Saved data entries:
//! Terminal now-playing display
//!
//! Connects to a relay's push channel and logs status changes and the current
//! track. Reconnects forever with backoff; Ctrl+C exits.
//!
//! Usage:
//!   nowplaying-display [ws-url]
//!
//! The URL defaults to ws://localhost:3001/ws.

use plex_nowplaying::client::{self, ClientOptions, ConnectionStatus};
use plex_nowplaying::state::PlaybackState;

use std::env;
use std::process;
use tokio_util::sync::CancellationToken;
use tracing_subscriber::{layer::SubscriberExt, util::SubscriberInitExt};

const DEFAULT_URL: &str = "ws://localhost:3001/ws";

fn print_usage() {
    eprintln!("Usage: nowplaying-display [ws-url]");
    eprintln!();
    eprintln!("Shows what the relay says is playing. Default URL: {}", DEFAULT_URL);
}

fn describe(state: &PlaybackState) -> String {
    let m = &state.metadata;
    let mut line = m.title.clone();
    if !m.grandparent_title.is_empty() {
        line = format!("{} - {}", m.grandparent_title, line);
    }
    if !m.parent_title.is_empty() {
        line = format!("{} ({})", line, m.parent_title);
    }
    let status = if state.is_paused() { "paused" } else { "playing" };
    format!("{} [{} on {}]", line, status, state.player.title)
}

#[tokio::main]
async fn main() {
    tracing_subscriber::registry()
        .with(
            tracing_subscriber::EnvFilter::try_from_default_env()
                .unwrap_or_else(|_| "plex_nowplaying=info,nowplaying_display=info".into()),
        )
        .with(tracing_subscriber::fmt::layer())
        .init();

    let args: Vec<String> = env::args().skip(1).collect();
    let url = match args.as_slice() {
        [] => DEFAULT_URL.to_string(),
        [flag] if flag == "-h" || flag == "--help" => {
            print_usage();
            return;
        }
        [url] if url.starts_with("ws://") || url.starts_with("wss://") => url.clone(),
        _ => {
            print_usage();
            process::exit(1);
        }
    };

    let shutdown = CancellationToken::new();
    let mut handle = client::spawn(url.clone(), ClientOptions::default(), shutdown.clone());
    tracing::info!("Watching {}", url);

    loop {
        tokio::select! {
            _ = tokio::signal::ctrl_c() => break,
            changed = handle.status.changed() => {
                if changed.is_err() {
                    break;
                }
                let status = *handle.status.borrow_and_update();
                match status.status {
                    ConnectionStatus::Connected => tracing::info!("Connected"),
                    ConnectionStatus::Disconnected => tracing::info!(
                        attempts = status.reconnect_attempts,
                        "Disconnected"
                    ),
                    other => tracing::debug!("Status: {}", other),
                }
            }
            changed = handle.state.changed() => {
                if changed.is_err() {
                    break;
                }
                match handle.state.borrow_and_update().as_ref() {
                    Some(state) => tracing::info!(
                        event = %state.event,
                        artwork = state.metadata.artwork().unwrap_or("none"),
                        "Now playing: {}",
                        describe(state)
                    ),
                    None => tracing::info!("Nothing playing"),
                }
            }
        }
    }

    shutdown.cancel();
    handle.join().await;
}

**WORK TO BE COMPLETED**:
Each line above that contains the word "ClientOptions" should be returned.

**ANSWER FOR THIS EXERCISE**:
use plex_nowplaying::client::{self, ClientOptions, ConnectionStatus};
    let mut handle = client::spawn(url.clone(), ClientOptions::default(), shutdown.clone());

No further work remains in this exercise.